Published 06/03/2018, 10:03 PM
Updated 07/09/2023, 06:31 AM

Last week, DXC Technology Company (NYSE:DXC) announced the completion of the much awaited spin-off of its U.S. Public Sector (USPS) business, and subsequently merging it with Vencore Holdings and KeyPoint Government Solutions. The newly-formed company has been named as Perspecta Inc., which started trading on the New York Stock Exchange from Jun 1, 2018, under the ticker symbol “PRSP.”

Notably, the three aforementioned companies came together in October last year to form a publicly-traded IT service-providing company, primarily to the U.S. government. Notably, Vencore and KeyPoint are owned by private-equity firm Veritas Capital. The new company is anticipated to have a total workforce of more than 14,000 and generate annual revenues of approximately $4.3 billion.

The whole deal was structured as a ‘Reverse Morris Trust’ transaction, thereby making the entire transaction as tax-free to DXC Technology and its shareholders. Upon completion of this transaction, DXC stockholders received 1 share of Perspecta for every 2 shares of DXC held in the company as of record date May 25.

Along with this, DXC received $984 million of cash from Perspecta. Earlier the company had announced that the net proceeds from the transaction will be used for debt repayments, share buyback and other general corporate purposes.

Per the company, the IT services market for both commercial and the U.S. public sectors has been evolving at an accelerating pace. Therefore, DXC’s latest spin-merger move is believed to provide it a customized approach toward handling two different types of clients.

Notably, the company is a result of the merger of the Computer Sciences Corporation (“CSC”) and the Enterprise Services business of Hewlett Packard Enterprise (NYSE:HPE) . The transaction has enhanced shareholders’ value of both companies. Additionally, it has opened up new opportunities for driving the company’s growth.
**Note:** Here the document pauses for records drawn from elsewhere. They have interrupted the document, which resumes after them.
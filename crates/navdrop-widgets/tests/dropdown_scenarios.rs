#![forbid(unsafe_code)]

//! End-to-end dropdown scenarios driven by `ManualScheduler`.
//!
//! 1. Two-option walk: open, close, geometry retained while fading out
//! 2. First-interaction timing across quick open/close cycles
//! 3. Responsive re-measurement: one per resize event, none when disabled
//! 4. Unmount: dropping options and observers leaves no pending work
//! 5. Touch viewport: hover is ignored, press toggles
//!
//! Run:
//!   cargo test -p navdrop-widgets --test dropdown_scenarios

use std::cell::Cell;
use std::rc::Rc;

use navdrop_core::Duration;
use navdrop_core::animation::{AnimatedProperty, AnimationTarget, RecordingEngine};
use navdrop_core::event::InteractionSignal;
use navdrop_core::geometry::{Rect, ViewportSize};
use navdrop_runtime::{DropdownConfig, ManualScheduler, TransitionConfig, Viewport};
use navdrop_widgets::dropdown::{
    ArbiterAction, DropdownOption, DropdownProvider, Measurable, OptionId, OptionPatch,
    OptionRecord, OptionRegistry, PanelPhase, TransitionController,
};

// ============================================================================
// Helpers
// ============================================================================

/// Element with a settable rectangle that counts how often it is measured.
struct Element {
    rect: Cell<Rect>,
    measured: Cell<u32>,
}

impl Element {
    fn new(rect: Rect) -> Rc<Self> {
        Rc::new(Self {
            rect: Cell::new(rect),
            measured: Cell::new(0),
        })
    }
}

impl Measurable for Element {
    fn measure(&self) -> Rect {
        self.measured.set(self.measured.get() + 1);
        self.rect.get()
    }
}

fn content(width: f64, height: f64) -> impl Fn() -> Rc<dyn Measurable> {
    move || Element::new(Rect::from_size(width, height)) as Rc<dyn Measurable>
}

struct Page {
    scheduler: Rc<ManualScheduler>,
    viewport: Viewport,
    provider: DropdownProvider,
}

fn page(height: f64, config: DropdownConfig) -> Page {
    let scheduler = Rc::new(ManualScheduler::new());
    let viewport = Viewport::new(ViewportSize::new(1280.0, height));
    let provider = DropdownProvider::new(scheduler.clone(), viewport.clone(), config);
    Page {
        scheduler,
        viewport,
        provider,
    }
}

fn trigger(page: &Page, name: &str, x: f64, content_size: (f64, f64)) -> (DropdownOption, Rc<Element>) {
    let option = page
        .provider
        .option(name, content(content_size.0, content_size.1), 16.0);
    let element = Element::new(Rect::new(x, 0.0, 60.0, 24.0));
    option.attach(element.clone());
    (option, element)
}

fn number(engine: &RecordingEngine, property: AnimatedProperty) -> Option<f64> {
    engine.last_for(property).and_then(|c| c.target.as_number())
}

fn ms(n: u64) -> Duration {
    Duration::from_millis(n)
}

// ============================================================================
// Scenarios
// ============================================================================

#[test]
fn two_option_walk_keeps_geometry_while_closing() {
    let registry = OptionRegistry::new();
    let scheduler = Rc::new(ManualScheduler::new());
    let engine = Rc::new(RecordingEngine::new());
    let controller = TransitionController::new(
        registry.clone(),
        scheduler.clone(),
        engine.clone(),
        TransitionConfig::default(),
    );

    let a = OptionId::from_raw(1);
    let b = OptionId::from_raw(2);
    registry
        .register(OptionRecord::new(a, Rect::new(30.0, 0.0, 40.0, 20.0), Rc::new(content(80.0, 40.0)), 0.0))
        .unwrap();
    registry
        .register(OptionRecord::new(b, Rect::new(130.0, 0.0, 40.0, 20.0), Rc::new(content(120.0, 60.0)), 0.0))
        .unwrap();
    registry.update_props(a, OptionPatch::new().content(Rect::from_size(80.0, 40.0)));

    registry.set_target_id(Some(a));
    let frame = controller.frame();
    assert_eq!(frame.phase, PanelPhase::Active);
    assert_eq!(frame.targets.x, 10.0);
    assert_eq!(frame.targets.width, 80.0);
    assert_eq!(frame.targets.height, 40.0);
    assert_eq!(frame.targets.indicator_x, 50.0);
    assert_eq!(frame.targets.opacity, 1.0);
    assert_eq!(number(&engine, AnimatedProperty::PanelX), Some(10.0));
    assert_eq!(number(&engine, AnimatedProperty::PanelOpacity), Some(1.0));

    registry.set_target_id(None);
    let frame = controller.frame();
    assert_eq!(registry.cached_id(), Some(a));
    assert_eq!(frame.phase, PanelPhase::Idle);
    assert_eq!(frame.targets.opacity, 0.0);
    assert_eq!(frame.targets.rotate_x, -15.0);
    assert!(!frame.targets.interactive);
    assert_eq!(frame.targets.x, 10.0);
    assert_eq!(frame.targets.width, 80.0);
    assert_eq!(number(&engine, AnimatedProperty::PanelOpacity), Some(0.0));
    assert_eq!(
        engine.last_for(AnimatedProperty::PanelPointerEvents).map(|c| c.target),
        Some(AnimationTarget::Flag(false))
    );
}

#[test]
fn first_interaction_window_and_rearm() {
    let page = page(900.0, DropdownConfig::default());
    let engine = Rc::new(RecordingEngine::new());
    let (a, _) = trigger(&page, "Products", 0.0, (80.0, 40.0));
    let (b, _) = trigger(&page, "Company", 200.0, (100.0, 50.0));
    let root = page.provider.root(engine.clone()).unwrap();
    page.scheduler.run_frame();

    a.handle(InteractionSignal::HoverStart);
    assert!(root.frame().first_interaction);
    assert!(engine.last_for(AnimatedProperty::PanelX).unwrap().transition.is_instant());

    page.scheduler.advance(ms(14));
    assert!(root.frame().first_interaction);
    page.scheduler.advance(ms(1));
    assert!(!root.frame().first_interaction);

    a.handle(InteractionSignal::HoverEnd);
    b.handle(InteractionSignal::HoverStart);
    let slide = engine.last_for(AnimatedProperty::PanelX).unwrap();
    assert_eq!(slide.transition.duration, ms(220));
    assert_eq!(slide.target, AnimationTarget::Number(180.0));

    // Quick close/open: the stale clear must not fire into the next opening.
    b.handle(InteractionSignal::HoverEnd);
    page.scheduler.advance(ms(200));
    a.handle(InteractionSignal::HoverStart);
    assert!(root.frame().first_interaction);
    a.handle(InteractionSignal::HoverEnd);
    page.scheduler.advance(ms(5));
    a.handle(InteractionSignal::HoverStart);
    assert!(root.frame().first_interaction);
    page.scheduler.advance(ms(15));
    assert!(!root.frame().first_interaction);
}

#[test]
fn responsive_remeasures_once_per_resize() {
    let page = page(900.0, DropdownConfig::default());
    let (option, element) = trigger(&page, "Products", 0.0, (80.0, 40.0));
    page.scheduler.run_frame();
    assert_eq!(element.measured.get(), 1);

    element.rect.set(Rect::new(300.0, 0.0, 60.0, 24.0));
    for width in [1000.0, 1100.0, 1100.0] {
        page.viewport.resize(ViewportSize::new(width, 900.0));
    }
    page.scheduler.run_frame();
    assert_eq!(element.measured.get(), 4);
    assert_eq!(
        page.provider.registry().get_by_id(option.id()).unwrap().anchor_center_x,
        330.0
    );
}

#[test]
fn non_responsive_measures_once() {
    let mut config = DropdownConfig::default();
    config.dimensions.responsive = false;
    let page = page(900.0, config);
    let (_option, element) = trigger(&page, "Products", 0.0, (80.0, 40.0));
    page.scheduler.run_frame();

    page.viewport.resize(ViewportSize::new(800.0, 900.0));
    page.viewport.resize(ViewportSize::new(700.0, 900.0));
    page.scheduler.run_frame();
    assert_eq!(element.measured.get(), 1);
    assert_eq!(page.viewport.resize_listener_count(), 0);
}

#[test]
fn unmount_leaves_nothing_behind() {
    let page = page(900.0, DropdownConfig::default());
    let engine = Rc::new(RecordingEngine::new());
    let root = page.provider.root(engine).unwrap();
    let (a, element) = trigger(&page, "Products", 0.0, (80.0, 40.0));
    let (b, _) = trigger(&page, "Company", 200.0, (100.0, 50.0));
    page.scheduler.run_frame();
    b.handle(InteractionSignal::Focus);
    assert_eq!(page.provider.registry().len(), 2);

    // Resize queues a frame for each option, then both go away.
    page.viewport.resize(ViewportSize::new(1000.0, 900.0));
    assert_eq!(page.scheduler.pending_frames(), 2);
    drop(a);
    drop(b);

    assert_eq!(page.scheduler.pending_frames(), 0);
    assert_eq!(page.viewport.resize_listener_count(), 0);
    assert!(page.provider.registry().is_empty());
    assert_eq!(page.provider.registry().target_id(), None);
    assert!(root.mounted_content_ids().is_empty());
    assert_eq!(root.frame().targets.indicator_opacity, 0.0);

    page.scheduler.run_frame();
    assert_eq!(element.measured.get(), 1);
}

#[test]
fn touch_viewport_ignores_hover() {
    let page = page(600.0, DropdownConfig::default());
    let root = page.provider.root(Rc::new(RecordingEngine::new())).unwrap();
    let (option, _) = trigger(&page, "Products", 0.0, (80.0, 40.0));
    page.scheduler.run_frame();

    assert_eq!(option.handle(InteractionSignal::HoverStart), ArbiterAction::Ignored);
    assert_eq!(root.frame().phase, PanelPhase::Idle);

    assert_eq!(
        option.handle(InteractionSignal::PrimaryPress),
        ArbiterAction::Select(option.id())
    );
    assert_eq!(option.handle(InteractionSignal::HoverEnd), ArbiterAction::Ignored);
    assert_eq!(root.frame().phase, PanelPhase::Active);

    assert_eq!(option.handle(InteractionSignal::PrimaryPress), ArbiterAction::Deselect);
    assert_eq!(root.frame().phase, PanelPhase::Idle);
}

#[test]
fn panel_hover_bridges_trigger_gap() {
    let page = page(900.0, DropdownConfig::default());
    let root = page.provider.root(Rc::new(RecordingEngine::new())).unwrap();
    let (option, _) = trigger(&page, "Products", 0.0, (80.0, 40.0));
    page.scheduler.run_frame();

    option.handle(InteractionSignal::HoverStart);
    root.set_panel_hovered(true);
    option.handle(InteractionSignal::HoverEnd);
    assert_eq!(root.frame().phase, PanelPhase::Active);
    assert_eq!(root.frame().targets.width, 80.0);

    root.set_panel_hovered(false);
    assert_eq!(root.frame().phase, PanelPhase::Idle);
}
Nonetheless, the company’s escalating interest expenses resulting from increased debt burden make us increasingly cautious about its near-term performance, as this might dampen its profitability. DXC’s long-term outstanding debt significantly increased last fiscal. CSC, prior to the completion of its merger with HPE’s Enterprise Services business, had taken additional debt. This increased DXC Technology’s total long-term liability, thereby escalating its interest-cost burden.

DXC currently has a Zacks Rank #4 (Sell). Notably, the stock has underperformed the industry to which it belongs to in the year-to-date period. DXC has lost 12.1% of its value in the said period, while the industry has gained 10.1%.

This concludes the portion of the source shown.